Can a guardian gift a ward’s assets?

COURT DECISION A BLOW TO INCAPACITATED PERSONS

The Appellate Division of the Superior Court decided a case on December 19th that will have a significant impact on the ability of a guardian to Medicaid plan for a mentally incapacitated person in the context of a guardianship. The decision reminds us that we should all plan for the possibility of needing long-term care.

I advise all of my clients to have general durable powers of attorney. I let them know that no one can make financial decisions for them if they are unable to make those decisions for themselves, so it is prudent for them to have a well-drafted power of attorney. Unfortunately, few people understand the difference between a well-drafted power of attorney and a power of attorney that is not well-drafted.

A power of attorney allows one person to make financial decisions for another. The person who signs the power of attorney is called the “principal.” The person named in the power of attorney to make financial decisions for the principal is called the “agent.”

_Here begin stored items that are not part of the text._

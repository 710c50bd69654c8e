//! Services shared by every actor of one silo.

use std::collections::HashMap;
use std::sync::Arc;

use parking_lot::Mutex;
use silo_core::{MembershipView, SiloAddress, SiloEvent, StreamId, StreamItem};
use tokio::sync::{Mutex as AsyncMutex, broadcast, watch};

use crate::config::SiloConfig;
use crate::directory::{DirectoryCache, GrainDirectory};
use crate::fabric::Fabric;
use crate::persistence::StorageProviders;
use crate::registry::GrainRegistry;
use crate::reminders::ReminderTable;
use crate::streams::StreamPubSub;

/// Per-silo runtime services.
///
/// Created by the builder and shared by the catalog, every activation,
/// grain clients and the background services.
pub(crate) struct SiloRuntime {
    pub silo: SiloAddress,
    pub config: SiloConfig,
    pub fabric: Arc<Fabric>,
    pub registry: GrainRegistry,
    pub directory: Arc<dyn GrainDirectory>,
    pub cache: DirectoryCache,
    pub storage: StorageProviders,
    pub reminder_table: Arc<dyn ReminderTable>,
    pub pubsub: Arc<dyn StreamPubSub>,
    /// Publish lane per stream, holding its last sequence number.
    ///
    /// One entry per stream ever published from this silo; entries live as
    /// long as the silo so sequences never restart.
    pub stream_lanes: Mutex<HashMap<StreamId, Arc<AsyncMutex<u64>>>>,
    /// Every item published from this silo.
    pub stream_items: broadcast::Sender<StreamItem>,
    pub events: broadcast::Sender<SiloEvent>,
    view: watch::Receiver<MembershipView>,
}

/// Capacity of the event and stream observer channels.
const CHANNEL_CAPACITY: usize = 1024;

impl SiloRuntime {
    #[allow(clippy::too_many_arguments)]
    pub fn new(
        silo: SiloAddress,
        config: SiloConfig,
        fabric: Arc<Fabric>,
        registry: GrainRegistry,
        directory: Arc<dyn GrainDirectory>,
        storage: StorageProviders,
        reminder_table: Arc<dyn ReminderTable>,
        pubsub: Arc<dyn StreamPubSub>,
        view: watch::Receiver<MembershipView>,
    ) -> Self {
        let (events, _) = broadcast::channel(CHANNEL_CAPACITY);
        let (stream_items, _) = broadcast::channel(CHANNEL_CAPACITY);
        Self {
            silo,
            config,
            fabric,
            registry,
            directory,
            cache: DirectoryCache::new(),
            storage,
            reminder_table,
            pubsub,
            stream_lanes: Mutex::new(HashMap::new()),
            stream_items,
            events,
            view,
        }
    }

    /// Current membership view.
    pub fn view(&self) -> MembershipView {
        self.view.borrow().clone()
    }

    /// Active silos, sorted.
    pub fn active_silos(&self) -> Vec<SiloAddress> {
        self.view.borrow().active_silos()
    }

    pub fn is_active(&self, silo: &SiloAddress) -> bool {
        self.view.borrow().is_active(silo)
    }

    /// The publish lane of `stream`.
    pub fn stream_lane(&self, stream: &StreamId) -> Arc<AsyncMutex<u64>> {
        self.stream_lanes
            .lock()
            .entry(stream.clone())
            .or_default()
            .clone()
    }

    /// Broadcast an event to observers.
    pub fn emit(&self, event: SiloEvent) {
        tracing::debug!("{}", event.description());
        let _ = self.events.send(event);
    }
}
//! Catalog actor: the activation table of one silo.
//!
//! Every activation is a child of the catalog, so termination and panics
//! reach `handle_supervisor_evt`, which keeps the table and the directory
//! in sync.

use std::collections::{BTreeMap, HashMap};
use std::sync::Arc;

use chrono::Utc;
use ractor::concurrency::JoinHandle;
use ractor::{
    Actor, ActorCell, ActorId, ActorProcessingErr, ActorRef, ActorStatus, RpcReplyPort,
    SupervisionEvent,
};
use silo_core::{DeactivationReason, GrainAddress, GrainId, SiloAddress, SiloStatus};

use crate::activation::{ActivationHandle, ActivationSeed};
use crate::client::MAX_FORWARD_COUNT;
use crate::error::GrainError;
use crate::messages::{ActivationTarget, CatalogMessage, CatalogStats, GrainMessage};
use crate::runtime::SiloRuntime;

/// One row of the activation table.
struct ActivationEntry {
    address: GrainAddress,
    actor: ActorRef<GrainMessage>,
    handle: Arc<ActivationHandle>,
    join: Option<JoinHandle<()>>,
}

impl ActivationEntry {
    fn is_stopping(&self) -> bool {
        self.handle.is_deactivating()
            || matches!(
                self.actor.get_status(),
                ActorStatus::Stopping | ActorStatus::Stopped
            )
    }
}

/// State for the catalog actor.
pub(crate) struct CatalogState {
    runtime: Arc<SiloRuntime>,
    activations: HashMap<GrainId, ActivationEntry>,
    by_actor: HashMap<ActorId, GrainId>,
    /// Cleared once shutdown starts; no new activations after that.
    accepting: bool,
}

impl CatalogState {
    fn new(runtime: Arc<SiloRuntime>) -> Self {
        Self {
            runtime,
            activations: HashMap::new(),
            by_actor: HashMap::new(),
            accepting: true,
        }
    }

    fn silo(&self) -> &SiloAddress {
        &self.runtime.silo
    }

    /// Check if an activation on `silo` can still be reached.
    fn is_live(&self, silo: &SiloAddress) -> bool {
        self.runtime.fabric.contains(silo)
            && self.runtime.view().status_of(silo) != Some(SiloStatus::Dead)
    }

    fn redirect(
        &self,
        grain: &GrainId,
        owner: GrainAddress,
        forward_count: u8,
    ) -> Result<ActivationTarget, GrainError> {
        if forward_count >= MAX_FORWARD_COUNT {
            return Err(GrainError::TooManyForwards(grain.clone()));
        }
        self.runtime.cache.put(owner.clone());
        Ok(ActivationTarget::Redirect(owner))
    }

    async fn get_or_activate(
        &mut self,
        myself: &ActorRef<CatalogMessage>,
        grain: GrainId,
        forward_count: u8,
    ) -> Result<ActivationTarget, GrainError> {
        if let Some(entry) = self.activations.get(&grain) {
            if let Some(failure) = entry.handle.failure() {
                return Err(failure);
            }
            if entry.is_stopping() {
                return Err(GrainError::Deactivating(grain));
            }
            return Ok(ActivationTarget::Local {
                actor: entry.actor.clone(),
                address: entry.address.clone(),
            });
        }

        let factory = self
            .runtime
            .registry
            .get(&grain.grain_type)
            .ok_or_else(|| GrainError::UnknownGrainType(grain.grain_type.to_string()))?;

        if !self.accepting {
            return Err(GrainError::SiloUnavailable(self.silo().clone()));
        }

        let directory = self.runtime.directory.clone();
        if let Some(existing) = directory.lookup(&grain).await? {
            if &existing.silo != self.silo() && self.is_live(&existing.silo) {
                return self.redirect(&grain, existing, forward_count);
            }
            // Left behind by a dead silo or an earlier activation here
            tracing::debug!("Removing stale directory entry {}", existing);
            directory.unregister(&existing).await?;
            self.runtime.cache.invalidate(&grain);
        }

        let address = GrainAddress::new_activation(grain.clone(), self.silo().clone());
        let mut winner = directory.register(&address).await?;
        if winner.activation != address.activation {
            if self.is_live(&winner.silo) && &winner.silo != self.silo() {
                return self.redirect(&grain, winner, forward_count);
            }
            directory.unregister(&winner).await?;
            winner = directory.register(&address).await?;
            if winner.activation != address.activation {
                return self.redirect(&grain, winner, forward_count);
            }
        }

        let handle = Arc::new(ActivationHandle::new());
        let seed = ActivationSeed {
            address: address.clone(),
            runtime: self.runtime.clone(),
            handle: handle.clone(),
        };

        let (actor, join) = match factory.spawn(seed, myself.get_cell()).await {
            Ok(spawned) => spawned,
            Err(e) => {
                if let Err(err) = directory.unregister(&address).await {
                    tracing::warn!("Failed to unregister {}: {}", address, err);
                }
                return Err(GrainError::ActivationFailed {
                    grain,
                    reason: e.to_string(),
                });
            }
        };

        self.by_actor.insert(actor.get_id(), grain.clone());
        self.activations.insert(
            grain,
            ActivationEntry {
                address: address.clone(),
                actor: actor.clone(),
                handle,
                join: Some(join),
            },
        );
        self.runtime.cache.put(address.clone());

        Ok(ActivationTarget::Local { actor, address })
    }

    /// Answer with `target` once its activation has finished `on_activate`.
    ///
    /// Waiting happens off the catalog so other grains keep activating.
    fn reply_when_ready(
        &self,
        grain: GrainId,
        target: ActivationTarget,
        reply: RpcReplyPort<Result<ActivationTarget, GrainError>>,
    ) {
        let Some(handle) = self.activations.get(&grain).map(|entry| entry.handle.clone()) else {
            let _ = reply.send(Ok(target));
            return;
        };
        match handle.outcome() {
            Some(Ok(())) => {
                let _ = reply.send(Ok(target));
            }
            Some(Err(failure)) => {
                let _ = reply.send(Err(failure));
            }
            None => {
                let timeout = self.runtime.config.messaging.response_timeout;
                tokio::spawn(async move {
                    let result = match tokio::time::timeout(timeout, handle.ready()).await {
                        Ok(Ok(())) => Ok(target),
                        Ok(Err(e)) => Err(e),
                        Err(_) => Err(GrainError::Timeout(grain)),
                    };
                    let _ = reply.send(result);
                });
            }
        }
    }

    fn stats(&self) -> CatalogStats {
        let mut by_type = BTreeMap::new();
        for grain in self.activations.keys() {
            *by_type.entry(grain.grain_type.to_string()).or_insert(0) += 1;
        }
        CatalogStats {
            activations: self.activations.len(),
            by_type,
        }
    }

    async fn deactivate_all(&mut self, reason: DeactivationReason) -> usize {
        self.accepting = false;
        let count = self.activations.len();
        tracing::info!("Deactivating {} activations on {}", count, self.silo());

        let mut joins = Vec::with_capacity(count);
        let mut addresses = Vec::with_capacity(count);
        for (_, mut entry) in self.activations.drain() {
            let _ = entry.actor.send_message(GrainMessage::Deactivate { reason });
            if let Some(join) = entry.join.take() {
                joins.push(join);
            }
            addresses.push(entry.address);
        }
        self.by_actor.clear();

        let timeout = self.runtime.config.messaging.response_timeout;
        if tokio::time::timeout(timeout, futures_util::future::join_all(joins))
            .await
            .is_err()
        {
            tracing::warn!("Timed out waiting for activations on {} to stop", self.silo());
        }

        for address in &addresses {
            if let Err(e) = self.runtime.directory.unregister(address).await {
                tracing::warn!("Failed to unregister {}: {}", address, e);
            }
            self.runtime.cache.invalidate(&address.grain);
        }

        count
    }

    fn collect_idle(&mut self) -> usize {
        let age = self.runtime.config.collection.collection_age;
        let Ok(age) = chrono::Duration::from_std(age) else {
            return 0;
        };
        let now = Utc::now();

        let mut collected = 0;
        for entry in self.activations.values() {
            if entry.is_stopping() || now - entry.handle.last_used() <= age {
                continue;
            }
            entry.handle.mark_deactivating();
            let deactivate = GrainMessage::Deactivate {
                reason: DeactivationReason::IdleCollected,
            };
            if entry.actor.send_message(deactivate).is_ok() {
                collected += 1;
            }
        }
        collected
    }

    /// Deactivate local activations the directory no longer points at.
    ///
    /// Happens when a peer dropped this silo's entries while the view was
    /// stale and the grain was activated again elsewhere.
    async fn evict_duplicates(&mut self) -> usize {
        let local: Vec<(GrainAddress, ActorRef<GrainMessage>, Arc<ActivationHandle>)> = self
            .activations
            .values()
            .filter(|entry| !entry.is_stopping() && !entry.handle.is_pending())
            .map(|entry| (entry.address.clone(), entry.actor.clone(), entry.handle.clone()))
            .collect();

        let mut evicted = 0;
        for (address, actor, handle) in local {
            let registered = match self.runtime.directory.lookup(&address.grain).await {
                Ok(Some(registered)) => registered,
                Ok(None) => continue,
                Err(e) => {
                    tracing::warn!("Failed to check directory entry of {}: {}", address, e);
                    continue;
                }
            };
            if registered.activation == address.activation || !self.is_live(&registered.silo) {
                continue;
            }

            tracing::warn!("Duplicate activation {}, directory points at {}", address, registered);
            handle.mark_deactivating();
            let deactivate = GrainMessage::Deactivate {
                reason: DeactivationReason::DuplicateActivation,
            };
            if actor.send_message(deactivate).is_ok() {
                evicted += 1;
            }
        }
        evicted
    }

    /// Forget an activation whose actor stopped.
    async fn remove_actor(&mut self, cell: &ActorCell) {
        let Some(grain) = self.by_actor.remove(&cell.get_id()) else {
            return;
        };
        let Some(entry) = self.activations.remove(&grain) else {
            return;
        };
        entry.handle.failed(GrainError::ActivationFailed {
            grain: grain.clone(),
            reason: "activation stopped before it was ready".to_string(),
        });

        if let Err(e) = self.runtime.directory.unregister(&entry.address).await {
            tracing::warn!("Failed to unregister {}: {}", entry.address, e);
        }
        self.runtime.cache.invalidate(&grain);
    }
}

/// The catalog actor.
pub(crate) struct Catalog;

impl Actor for Catalog {
    type Msg = CatalogMessage;
    type State = CatalogState;
    type Arguments = Arc<SiloRuntime>;

    async fn pre_start(
        &self,
        myself: ActorRef<Self::Msg>,
        runtime: Self::Arguments,
    ) -> Result<Self::State, ActorProcessingErr> {
        tracing::info!("Starting catalog for {}", runtime.silo);

        let quantum = runtime.config.collection.collection_quantum;
        let myself_clone = myself.clone();
        tokio::spawn(async move {
            let mut interval = tokio::time::interval(quantum);
            interval.tick().await;
            loop {
                interval.tick().await;
                if myself_clone.send_message(CatalogMessage::CollectIdle).is_err() {
                    break;
                }
            }
        });

        Ok(CatalogState::new(runtime))
    }

    async fn handle(
        &self,
        myself: ActorRef<Self::Msg>,
        message: Self::Msg,
        state: &mut Self::State,
    ) -> Result<(), ActorProcessingErr> {
        match message {
            CatalogMessage::GetOrActivate {
                grain,
                forward_count,
                reply,
            } => {
                match state.get_or_activate(&myself, grain.clone(), forward_count).await {
                    Ok(target @ ActivationTarget::Local { .. }) => {
                        state.reply_when_ready(grain, target, reply);
                    }
                    other => {
                        let _ = reply.send(other);
                    }
                }
            }

            CatalogMessage::Stats { reply } => {
                let _ = reply.send(state.stats());
            }

            CatalogMessage::Ping { reply } => {
                let _ = reply.send(state.silo().clone());
            }

            CatalogMessage::DeactivateAll { reason, reply } => {
                let count = state.deactivate_all(reason).await;
                let _ = reply.send(count);
            }

            CatalogMessage::CollectIdle => {
                let collected = state.collect_idle();
                if collected > 0 {
                    tracing::info!("Collecting {} idle activations on {}", collected, state.silo());
                }
                let evicted = state.evict_duplicates().await;
                if evicted > 0 {
                    tracing::info!("Evicting {} duplicate activations on {}", evicted, state.silo());
                }
            }
        }

        Ok(())
    }

    async fn handle_supervisor_evt(
        &self,
        _myself: ActorRef<Self::Msg>,
        message: SupervisionEvent,
        state: &mut Self::State,
    ) -> Result<(), ActorProcessingErr> {
        match message {
            SupervisionEvent::ActorTerminated(cell, _, reason) => {
                tracing::debug!(
                    "Activation actor {} terminated: {}",
                    cell.get_id(),
                    reason.unwrap_or_default()
                );
                state.remove_actor(&cell).await;
            }
            SupervisionEvent::ActorFailed(cell, err) => {
                tracing::warn!("Activation actor {} failed: {}", cell.get_id(), err);
                state.remove_actor(&cell).await;
            }
            _ => {}
        }
        Ok(())
    }

    async fn post_stop(
        &self,
        _myself: ActorRef<Self::Msg>,
        state: &mut Self::State,
    ) -> Result<(), ActorProcessingErr> {
        for entry in state.activations.values() {
            entry.actor.stop(Some("catalog stopped".to_string()));
        }
        tracing::info!("Catalog for {} stopped", state.silo());
        Ok(())
    }
}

If you don’t have a power of attorney and you are unable to make decisions for yourself, someone must become your court-appointed guardian. A guardianship is a very costly, time-consuming court procedure. Yet, no matter how many times I tell people to have well-drafted powers of attorney, I know that many won’t listen to me and won’t have an experienced elder law attorney draft this vital document for them.

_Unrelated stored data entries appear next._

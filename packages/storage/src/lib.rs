//! Object storage for grain state blobs.
//!
//! Wraps `object_store` so the silo can keep grain state in S3-compatible
//! buckets, on the local filesystem, or in memory for tests. Values are JSON
//! documents addressed by `/`-separated keys under an optional prefix.

use std::path::{Path as FsPath, PathBuf};
use std::sync::Arc;

use bytes::Bytes;
use object_store::path::Path;
use object_store::{ObjectStore, ObjectStoreExt, PutMode, PutOptions, PutPayload};
use serde::Serialize;
use serde::de::DeserializeOwned;

#[derive(Debug, thiserror::Error)]
pub enum StorageError {
    #[error("invalid storage config: {0}")]
    InvalidConfig(String),

    #[error("object already exists: {0}")]
    AlreadyExists(String),

    #[error("I/O error: {0}")]
    Io(#[from] std::io::Error),

    #[error("object_store error: {0}")]
    ObjectStore(#[from] object_store::Error),

    #[error("json error: {0}")]
    Json(#[from] serde_json::Error),
}

#[derive(Debug, Clone, Copy, PartialEq, Eq)]
pub enum StorageKind {
    S3,
    Filesystem,
    Memory,
}

impl StorageKind {
    pub fn as_str(self) -> &'static str {
        match self {
            StorageKind::S3 => "s3",
            StorageKind::Filesystem => "filesystem",
            StorageKind::Memory => "memory",
        }
    }
}

#[derive(Debug, Clone)]
pub struct S3Config {
    pub bucket: String,
    pub region: String,
    pub endpoint: Option<String>,
    pub allow_http: bool,
    pub access_key_id: Option<String>,
    pub secret_access_key: Option<String>,
    pub session_token: Option<String>,
    pub virtual_hosted_style: bool,
}

impl S3Config {
    /// S3 settings for `bucket`, with the rest taken from the environment.
    ///
    /// - `AWS_REGION` (default: `us-east-1`)
    /// - `S3_ENDPOINT` (optional, e.g. `http://localhost:9000`)
    /// - `S3_ALLOW_HTTP` (default: true when the endpoint is `http://`)
    /// - `S3_VIRTUAL_HOSTED_STYLE` (default: false)
    /// - `AWS_ACCESS_KEY_ID`, `AWS_SECRET_ACCESS_KEY`, `AWS_SESSION_TOKEN`
    pub fn from_env(bucket: impl Into<String>) -> Result<Self, StorageError> {
        let region = env_non_empty("AWS_REGION").unwrap_or_else(|| "us-east-1".to_string());
        let endpoint = env_non_empty("S3_ENDPOINT");
        let allow_http = match parse_bool_env("S3_ALLOW_HTTP")? {
            Some(v) => v,
            None => endpoint
                .as_deref()
                .is_some_and(|e| e.trim_start().to_ascii_lowercase().starts_with("http://")),
        };

        Ok(Self {
            bucket: bucket.into(),
            region,
            endpoint,
            allow_http,
            access_key_id: env_non_empty("AWS_ACCESS_KEY_ID"),
            secret_access_key: env_non_empty("AWS_SECRET_ACCESS_KEY"),
            session_token: env_non_empty("AWS_SESSION_TOKEN"),
            virtual_hosted_style: parse_bool_env("S3_VIRTUAL_HOSTED_STYLE")?.unwrap_or(false),
        })
    }
}

#[derive(Debug, Clone)]
pub enum StorageBackendConfig {
    S3(S3Config),
    Filesystem { root: PathBuf },
    Memory,
}

#[derive(Debug, Clone)]
pub struct StorageConfig {
    pub backend: StorageBackendConfig,
    /// Optional key prefix applied to all object keys.
    pub prefix: Option<String>,
}

impl StorageConfig {
    pub fn memory() -> Self {
        Self {
            backend: StorageBackendConfig::Memory,
            prefix: None,
        }
    }

    pub fn filesystem(root: impl Into<PathBuf>) -> Self {
        Self {
            backend: StorageBackendConfig::Filesystem { root: root.into() },
            prefix: None,
        }
    }

    pub fn s3(cfg: S3Config) -> Self {
        Self {
            backend: StorageBackendConfig::S3(cfg),
            prefix: None,
        }
    }

    pub fn with_prefix(mut self, prefix: impl Into<String>) -> Self {
        self.prefix = non_empty(prefix.into());
        self
    }

    /// Build a config from a connection string.
    ///
    /// - `memory` or `mem://`
    /// - `fs://<root>` or `file://<root>`
    /// - `s3://<bucket>[/<prefix>]`, remaining settings from [`S3Config::from_env`]
    pub fn from_connection_string(connection: &str) -> Result<Self, StorageError> {
        let connection = connection.trim();
        match connection.split_once("://") {
            None if connection.eq_ignore_ascii_case("memory") => Ok(Self::memory()),
            Some(("mem" | "memory", _)) => Ok(Self::memory()),
            Some(("fs" | "file", root)) if !root.is_empty() => Ok(Self::filesystem(root)),
            Some(("s3", rest)) => {
                let (bucket, prefix) = rest.split_once('/').unwrap_or((rest, ""));
                if bucket.is_empty() {
                    return Err(StorageError::InvalidConfig(format!(
                        "missing bucket in '{connection}'"
                    )));
                }
                Ok(Self::s3(S3Config::from_env(bucket)?).with_prefix(prefix))
            }
            _ => Err(StorageError::InvalidConfig(format!(
                "unsupported storage connection '{connection}' (expected memory|fs://path|s3://bucket)"
            ))),
        }
    }
}

/// Handle to a configured object store.
#[derive(Clone)]
pub struct Storage {
    kind: StorageKind,
    store: Arc<dyn ObjectStore>,
    prefix: Option<String>,
}

impl std::fmt::Debug for Storage {
    fn fmt(&self, f: &mut std::fmt::Formatter<'_>) -> std::fmt::Result {
        f.debug_struct("Storage")
            .field("kind", &self.kind)
            .field("prefix", &self.prefix)
            .finish()
    }
}

impl Storage {
    pub fn kind(&self) -> StorageKind {
        self.kind
    }

    pub async fn new(cfg: StorageConfig) -> Result<Self, StorageError> {
        let (kind, store) = match cfg.backend {
            StorageBackendConfig::S3(s3) => (StorageKind::S3, Arc::new(build_s3(s3)?) as _),
            StorageBackendConfig::Filesystem { root } => {
                ensure_dir(&root)?;
                let fs = object_store::local::LocalFileSystem::new_with_prefix(&root)?;
                (StorageKind::Filesystem, Arc::new(fs) as _)
            }
            StorageBackendConfig::Memory => {
                let mem = object_store::memory::InMemory::new();
                (StorageKind::Memory, Arc::new(mem) as _)
            }
        };

        tracing::debug!("Opened {} object store", kind.as_str());

        Ok(Self {
            kind,
            store,
            prefix: cfg.prefix.and_then(non_empty),
        })
    }

    pub async fn from_connection_string(connection: &str) -> Result<Self, StorageError> {
        Self::new(StorageConfig::from_connection_string(connection)?).await
    }

    fn to_path(&self, key: &str) -> Result<Path, StorageError> {
        let key = key.trim_start_matches('/');
        if key.is_empty() {
            return Err(StorageError::InvalidConfig(
                "object key must not be empty".to_string(),
            ));
        }

        let joined = match self.prefix.as_deref().map(|p| p.trim_matches('/')) {
            Some(prefix) if !prefix.is_empty() => format!("{prefix}/{key}"),
            _ => key.to_string(),
        };

        Ok(Path::from(joined))
    }

    /// Read an object, or `None` if it does not exist.
    pub async fn get_bytes(&self, key: &str) -> Result<Option<Bytes>, StorageError> {
        let path = self.to_path(key)?;
        match self.store.get(&path).await {
            Ok(res) => Ok(Some(res.bytes().await?)),
            Err(object_store::Error::NotFound { .. }) => Ok(None),
            Err(e) => Err(e.into()),
        }
    }

    pub async fn put_bytes(&self, key: &str, bytes: Bytes) -> Result<(), StorageError> {
        let path = self.to_path(key)?;
        self.store.put(&path, PutPayload::from(bytes)).await?;
        Ok(())
    }

    /// Write an object only if nothing exists at `key`.
    pub async fn create_bytes(&self, key: &str, bytes: Bytes) -> Result<(), StorageError> {
        let path = self.to_path(key)?;
        let opts = PutOptions::from(PutMode::Create);
        match self.store.put_opts(&path, PutPayload::from(bytes), opts).await {
            Ok(_) => Ok(()),
            Err(object_store::Error::AlreadyExists { .. }) => {
                Err(StorageError::AlreadyExists(key.to_string()))
            }
            Err(e) => Err(e.into()),
        }
    }

    /// Delete an object. Returns whether it existed.
    pub async fn delete(&self, key: &str) -> Result<bool, StorageError> {
        let path = self.to_path(key)?;
        if self.get_bytes(key).await?.is_none() {
            return Ok(false);
        }
        match self.store.delete(&path).await {
            Ok(()) => Ok(true),
            Err(object_store::Error::NotFound { .. }) => Ok(false),
            Err(e) => Err(e.into()),
        }
    }

    pub async fn read_json<T: DeserializeOwned>(&self, key: &str) -> Result<Option<T>, StorageError> {
        match self.get_bytes(key).await? {
            Some(bytes) => Ok(Some(serde_json::from_slice(&bytes)?)),
            None => Ok(None),
        }
    }

    pub async fn write_json<T: Serialize>(&self, key: &str, value: &T) -> Result<(), StorageError> {
        let bytes = serde_json::to_vec(value)?;
        self.put_bytes(key, Bytes::from(bytes)).await
    }

    /// Like [`Storage::write_json`] but fails with `AlreadyExists` if `key` is taken.
    pub async fn create_json<T: Serialize>(&self, key: &str, value: &T) -> Result<(), StorageError> {
        let bytes = serde_json::to_vec(value)?;
        self.create_bytes(key, Bytes::from(bytes)).await
    }
}

fn ensure_dir(root: &FsPath) -> Result<(), StorageError> {
    std::fs::create_dir_all(root)?;
    Ok(())
}

fn non_empty(s: String) -> Option<String> {
    let trimmed = s.trim();
    if trimmed.is_empty() {
        None
    } else {
        Some(trimmed.to_string())
    }
}

fn env_non_empty(var_name: &str) -> Option<String> {
    std::env::var(var_name).ok().and_then(non_empty)
}

fn parse_bool_env(var_name: &str) -> Result<Option<bool>, StorageError> {
    let v = match std::env::var(var_name) {
        Ok(v) => v,
        Err(std::env::VarError::NotPresent) => return Ok(None),
        Err(e) => {
            return Err(StorageError::InvalidConfig(format!(
                "failed reading {var_name}: {e}"
            )));
        }
    };

    match v.trim().to_ascii_lowercase().as_str() {
        "1" | "true" | "yes" | "y" => Ok(Some(true)),
        "0" | "false" | "no" | "n" => Ok(Some(false)),
        _ => Err(StorageError::InvalidConfig(format!(
            "invalid boolean for {var_name}={v} (expected true/false)"
        ))),
    }
}

fn build_s3(cfg: S3Config) -> Result<object_store::aws::AmazonS3, StorageError> {
    let mut builder = object_store::aws::AmazonS3Builder::new()
        .with_bucket_name(cfg.bucket)
        .with_region(cfg.region)
        .with_virtual_hosted_style_request(cfg.virtual_hosted_style);

    if let Some(endpoint) = cfg.endpoint {
        builder = builder.with_endpoint(endpoint);
    }
    if cfg.allow_http {
        builder = builder.with_allow_http(true);
    }
    if let Some(access_key_id) = cfg.access_key_id {
        builder = builder.with_access_key_id(access_key_id);
    }
    if let Some(secret_access_key) = cfg.secret_access_key {
        builder = builder.with_secret_access_key(secret_access_key);
    }
    if let Some(session_token) = cfg.session_token {
        builder = builder.with_token(session_token);
    }

    Ok(builder.build()?)
}

#[cfg(test)]
mod tests {
    #![allow(clippy::disallowed_methods)]

    use super::*;
    use serde::Deserialize;

    #[derive(Debug, PartialEq, Serialize, Deserialize)]
    struct Counter {
        count: u32,
    }

    #[tokio::test]
    async fn missing_object_reads_as_none() -> Result<(), StorageError> {
        let storage = Storage::new(StorageConfig::memory()).await?;
        assert!(storage.get_bytes("counter/a").await?.is_none());
        assert!(storage.read_json::<Counter>("counter/a").await?.is_none());
        assert!(!storage.delete("counter/a").await?);
        Ok(())
    }

    #[tokio::test]
    async fn create_refuses_existing_key() -> Result<(), StorageError> {
        let storage = Storage::new(StorageConfig::memory()).await?;
        storage.create_json("counter/a", &Counter { count: 1 }).await?;
        let second = storage.create_json("counter/a", &Counter { count: 2 }).await;
        assert!(matches!(second, Err(StorageError::AlreadyExists(_))));
        assert_eq!(
            storage.read_json::<Counter>("counter/a").await?,
            Some(Counter { count: 1 })
        );
        Ok(())
    }

    #[tokio::test]
    async fn filesystem_json_with_prefix() -> Result<(), StorageError> {
        let dir = tempfile::tempdir()?;
        let cfg = StorageConfig::filesystem(dir.path()).with_prefix("grains/");
        let storage = Storage::new(cfg).await?;

        storage.write_json("counter/a", &Counter { count: 7 }).await?;
        assert!(dir.path().join("grains/counter/a").exists());
        assert_eq!(
            storage.read_json::<Counter>("counter/a").await?,
            Some(Counter { count: 7 })
        );

        assert!(storage.delete("counter/a").await?);
        assert!(storage.read_json::<Counter>("counter/a").await?.is_none());
        Ok(())
    }

    #[test]
    fn parses_connection_strings() {
        assert!(matches!(
            StorageConfig::from_connection_string("memory").map(|c| c.backend),
            Ok(StorageBackendConfig::Memory)
        ));
        match StorageConfig::from_connection_string("fs://./data/state").map(|c| c.backend) {
            Ok(StorageBackendConfig::Filesystem { root }) => {
                assert_eq!(root, PathBuf::from("./data/state"))
            }
            other => panic!("unexpected backend: {other:?}"),
        }
        assert!(matches!(
            StorageConfig::from_connection_string("ftp://host"),
            Err(StorageError::InvalidConfig(_))
        ));
        assert!(matches!(
            StorageConfig::from_connection_string("s3://"),
            Err(StorageError::InvalidConfig(_))
        ));
    }
}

One reason people don’t get powers is that they fear the perceived loss of control. “If I sign the power of attorney then I can’t make decisions for myself any longer” or “I don’t want anyone else to make decisions for me; I’ll sign a power of attorney later.”

Of course, people can’t wait until they need a power of attorney to sign a power of attorney because you have to be mentally competent to sign a power. If you’re incompetent, then you can’t sign a power of attorney and you’ll need a guardian appointed for you.

Another reason people don’t have an experience elder law attorney draft a power of attorney for them is the simple fact that to them, one power of attorney is the same as the next. To most people, Staples – the office supply store – sells good powers of attorney.

But a New Jersey court decision – decided on December 19, 2002 – is going to have a significant impact on a person’s decisions to have or not to have a well-drafted power of attorney. The decision, entitled In the Matter of Mildred Keri, a mentally incompetent person, holds that in the context of a guardianship a court must not approve a request to engage in Medicaid planning for the ward unless the ward, while competent, expressed a desire to engage in Medicaid planning.

Now, all I practice is elder law and a large portion of my practice is Medicaid planning. I meet hundreds of people every year who are interested in engaging in Medicaid planning – for themselves or a family member – and I can tell you that few people think about Medicaid planning until such time as they currently need long-term care. And, one of the things that often comes with a need for longer term care is mental incapacity – meaning that many people who require long-term care are mentally incapacitated.

So, if a son comes to me and wants to engage in Medicaid planning in order to qualify his mother for the Medicaid program and the mother never signed a power of attorney – or she signed an inadequate power of attorney that doesn’t allow the agent to gift the principal’s assets – then the son might not be able to carry-out a Medicaid plan, which inevitably requires the gifting of the mother’s assets to third-parties.

If mom never signed a power of attorney, then the son has no authority over the mother’s estate and must petition the court to become the mother’s guardian. If mom signed a standard power of attorney that doesn’t explicitly allow the agent to gift her assets, then the law doesn’t allow the agent to gift. Once again, the principal would have to petition a court to become mom’s guardian and request permission to gift mom’s assets for purposes of Medicaid planning. Yet, in any such petition, after the Keri decision, the likelihood that the court will permit the gifting request is greatly diminished.

After Keri, the son would have to prove to the court that mom, when competent, expressed a desire to engage in Medicaid planning if she ever required long-term care. Requests to gift in a guardianship proceeding will have to be extremely well-crafted, and anything that must be extremely and carefully crafted is going to cost money, lots of it.

All of which could be avoided if the mother had a well-drafted power of attorney. So, that is what I mean when I say to someone that they should have a well-drafted power of attorney and this is the problem that many people may face if they fail to have such a document.

Unfortunately, people don’t think about long-term care issues until they actually need such care, and by then, in some cases, it may be too late. Planning now is almost always better than leaving things to chance.